:: Work to complete ::
In the entries below, which lines run from the one containing "for row in rows" to the one containing "async fn test_tier_progress_from_fleet()"? Copy exactly those lines, ends included, and no others.

:: Data records ::
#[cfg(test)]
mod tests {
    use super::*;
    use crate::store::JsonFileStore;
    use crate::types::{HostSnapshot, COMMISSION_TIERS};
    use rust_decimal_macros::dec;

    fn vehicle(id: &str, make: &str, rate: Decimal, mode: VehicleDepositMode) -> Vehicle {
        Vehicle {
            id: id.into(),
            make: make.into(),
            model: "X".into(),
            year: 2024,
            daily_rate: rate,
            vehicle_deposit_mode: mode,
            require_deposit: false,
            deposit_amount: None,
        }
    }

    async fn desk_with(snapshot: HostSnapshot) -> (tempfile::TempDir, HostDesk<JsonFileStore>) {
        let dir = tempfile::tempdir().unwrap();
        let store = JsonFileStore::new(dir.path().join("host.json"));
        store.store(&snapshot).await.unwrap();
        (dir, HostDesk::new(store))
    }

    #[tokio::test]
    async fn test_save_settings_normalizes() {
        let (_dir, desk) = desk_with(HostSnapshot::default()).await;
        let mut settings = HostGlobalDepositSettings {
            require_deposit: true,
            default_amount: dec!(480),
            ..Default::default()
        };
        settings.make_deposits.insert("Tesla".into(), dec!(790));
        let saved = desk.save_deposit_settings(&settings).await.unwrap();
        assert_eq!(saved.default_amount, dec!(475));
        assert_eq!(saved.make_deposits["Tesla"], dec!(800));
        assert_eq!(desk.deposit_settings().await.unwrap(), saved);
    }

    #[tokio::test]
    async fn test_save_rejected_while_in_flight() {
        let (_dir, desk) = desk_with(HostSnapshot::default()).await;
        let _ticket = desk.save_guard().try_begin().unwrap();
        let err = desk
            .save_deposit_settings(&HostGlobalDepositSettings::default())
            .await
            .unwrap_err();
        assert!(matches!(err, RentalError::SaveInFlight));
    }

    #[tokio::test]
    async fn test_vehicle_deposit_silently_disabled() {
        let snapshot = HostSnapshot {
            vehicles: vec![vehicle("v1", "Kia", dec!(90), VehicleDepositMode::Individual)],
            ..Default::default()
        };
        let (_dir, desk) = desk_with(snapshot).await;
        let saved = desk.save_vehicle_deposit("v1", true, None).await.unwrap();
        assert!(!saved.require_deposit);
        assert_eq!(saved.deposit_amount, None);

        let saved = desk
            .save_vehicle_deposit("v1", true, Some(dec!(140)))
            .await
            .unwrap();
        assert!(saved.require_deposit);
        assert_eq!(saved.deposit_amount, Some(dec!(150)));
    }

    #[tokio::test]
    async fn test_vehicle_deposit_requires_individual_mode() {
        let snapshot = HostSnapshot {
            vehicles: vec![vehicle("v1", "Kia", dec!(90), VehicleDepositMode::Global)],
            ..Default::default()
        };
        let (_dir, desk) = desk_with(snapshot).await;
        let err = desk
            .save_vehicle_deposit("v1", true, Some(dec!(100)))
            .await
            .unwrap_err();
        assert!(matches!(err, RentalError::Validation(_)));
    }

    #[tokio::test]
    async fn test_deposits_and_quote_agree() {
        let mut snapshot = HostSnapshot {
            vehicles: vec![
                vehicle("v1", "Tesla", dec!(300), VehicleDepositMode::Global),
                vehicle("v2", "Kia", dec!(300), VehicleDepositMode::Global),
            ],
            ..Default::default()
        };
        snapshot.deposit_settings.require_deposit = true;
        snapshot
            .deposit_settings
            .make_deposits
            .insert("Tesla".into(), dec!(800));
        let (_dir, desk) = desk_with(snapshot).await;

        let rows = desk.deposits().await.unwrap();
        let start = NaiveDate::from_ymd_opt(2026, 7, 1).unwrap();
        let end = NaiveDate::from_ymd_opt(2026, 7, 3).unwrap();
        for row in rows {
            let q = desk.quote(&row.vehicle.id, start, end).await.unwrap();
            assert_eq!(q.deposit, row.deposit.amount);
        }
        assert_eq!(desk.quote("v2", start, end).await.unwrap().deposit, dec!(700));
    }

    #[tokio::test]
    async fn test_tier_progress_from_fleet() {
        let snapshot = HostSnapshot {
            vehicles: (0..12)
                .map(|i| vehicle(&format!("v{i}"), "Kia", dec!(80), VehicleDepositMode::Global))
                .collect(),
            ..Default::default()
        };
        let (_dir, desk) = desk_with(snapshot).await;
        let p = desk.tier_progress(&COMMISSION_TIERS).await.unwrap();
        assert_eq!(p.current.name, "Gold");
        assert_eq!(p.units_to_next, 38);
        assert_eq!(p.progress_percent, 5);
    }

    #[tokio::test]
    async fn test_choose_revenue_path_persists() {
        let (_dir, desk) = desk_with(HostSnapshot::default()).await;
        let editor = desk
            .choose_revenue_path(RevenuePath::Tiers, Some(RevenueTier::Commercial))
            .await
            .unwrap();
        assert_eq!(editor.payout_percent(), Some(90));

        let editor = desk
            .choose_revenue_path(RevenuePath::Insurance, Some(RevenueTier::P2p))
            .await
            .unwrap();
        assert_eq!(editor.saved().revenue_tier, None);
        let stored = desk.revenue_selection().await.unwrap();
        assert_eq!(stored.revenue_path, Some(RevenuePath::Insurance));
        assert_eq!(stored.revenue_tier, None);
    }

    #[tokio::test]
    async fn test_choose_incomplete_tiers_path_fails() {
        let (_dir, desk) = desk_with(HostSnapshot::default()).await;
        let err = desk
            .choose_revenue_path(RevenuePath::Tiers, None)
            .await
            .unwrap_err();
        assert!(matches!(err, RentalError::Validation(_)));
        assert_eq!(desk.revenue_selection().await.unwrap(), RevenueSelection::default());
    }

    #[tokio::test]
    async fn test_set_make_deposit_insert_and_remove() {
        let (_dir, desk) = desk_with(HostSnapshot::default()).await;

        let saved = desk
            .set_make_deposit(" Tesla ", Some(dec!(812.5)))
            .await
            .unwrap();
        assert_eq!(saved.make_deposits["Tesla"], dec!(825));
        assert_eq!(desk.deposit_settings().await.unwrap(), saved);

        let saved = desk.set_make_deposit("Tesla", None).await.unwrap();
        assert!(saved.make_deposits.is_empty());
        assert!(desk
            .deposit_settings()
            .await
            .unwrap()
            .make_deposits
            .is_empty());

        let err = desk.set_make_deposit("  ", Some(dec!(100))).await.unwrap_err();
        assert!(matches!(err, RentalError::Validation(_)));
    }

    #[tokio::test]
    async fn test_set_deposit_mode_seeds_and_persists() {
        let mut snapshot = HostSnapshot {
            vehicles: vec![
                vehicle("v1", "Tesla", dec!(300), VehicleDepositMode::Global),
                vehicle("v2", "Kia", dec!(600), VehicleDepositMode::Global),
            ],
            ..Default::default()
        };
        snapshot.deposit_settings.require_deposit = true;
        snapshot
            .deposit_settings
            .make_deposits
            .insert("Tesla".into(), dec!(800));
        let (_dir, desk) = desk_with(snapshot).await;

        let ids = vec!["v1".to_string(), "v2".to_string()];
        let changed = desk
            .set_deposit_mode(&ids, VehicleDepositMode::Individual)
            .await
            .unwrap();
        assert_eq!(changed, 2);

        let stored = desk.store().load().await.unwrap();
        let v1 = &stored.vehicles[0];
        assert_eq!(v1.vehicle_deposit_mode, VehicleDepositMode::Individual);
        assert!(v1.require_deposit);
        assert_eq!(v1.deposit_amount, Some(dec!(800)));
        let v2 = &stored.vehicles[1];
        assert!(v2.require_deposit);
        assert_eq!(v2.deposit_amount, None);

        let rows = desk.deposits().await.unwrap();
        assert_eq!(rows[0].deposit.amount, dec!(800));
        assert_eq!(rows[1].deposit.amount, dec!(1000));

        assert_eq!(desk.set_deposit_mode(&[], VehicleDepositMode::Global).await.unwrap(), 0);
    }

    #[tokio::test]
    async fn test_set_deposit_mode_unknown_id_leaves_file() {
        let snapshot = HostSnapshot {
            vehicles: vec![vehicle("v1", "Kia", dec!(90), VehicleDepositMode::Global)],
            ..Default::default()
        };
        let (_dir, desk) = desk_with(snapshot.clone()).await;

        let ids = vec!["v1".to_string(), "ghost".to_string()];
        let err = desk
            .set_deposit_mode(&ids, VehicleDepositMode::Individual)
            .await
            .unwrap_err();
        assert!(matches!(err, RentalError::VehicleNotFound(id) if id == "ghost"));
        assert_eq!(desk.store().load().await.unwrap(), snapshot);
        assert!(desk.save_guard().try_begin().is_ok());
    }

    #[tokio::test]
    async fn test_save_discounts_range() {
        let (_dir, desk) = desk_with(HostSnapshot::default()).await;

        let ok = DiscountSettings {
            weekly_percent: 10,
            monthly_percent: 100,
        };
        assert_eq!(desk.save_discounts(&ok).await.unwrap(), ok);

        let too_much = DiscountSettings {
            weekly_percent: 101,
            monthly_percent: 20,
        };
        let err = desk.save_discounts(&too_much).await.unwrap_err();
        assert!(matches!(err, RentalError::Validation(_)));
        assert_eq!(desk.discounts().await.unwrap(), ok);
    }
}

:: Response for this exercise ::
        for row in rows {
            let q = desk.quote(&row.vehicle.id, start, end).await.unwrap();
            assert_eq!(q.deposit, row.deposit.amount);
        }
        assert_eq!(desk.quote("v2", start, end).await.unwrap().deposit, dec!(700));
    }

    #[tokio::test]
    async fn test_tier_progress_from_fleet() {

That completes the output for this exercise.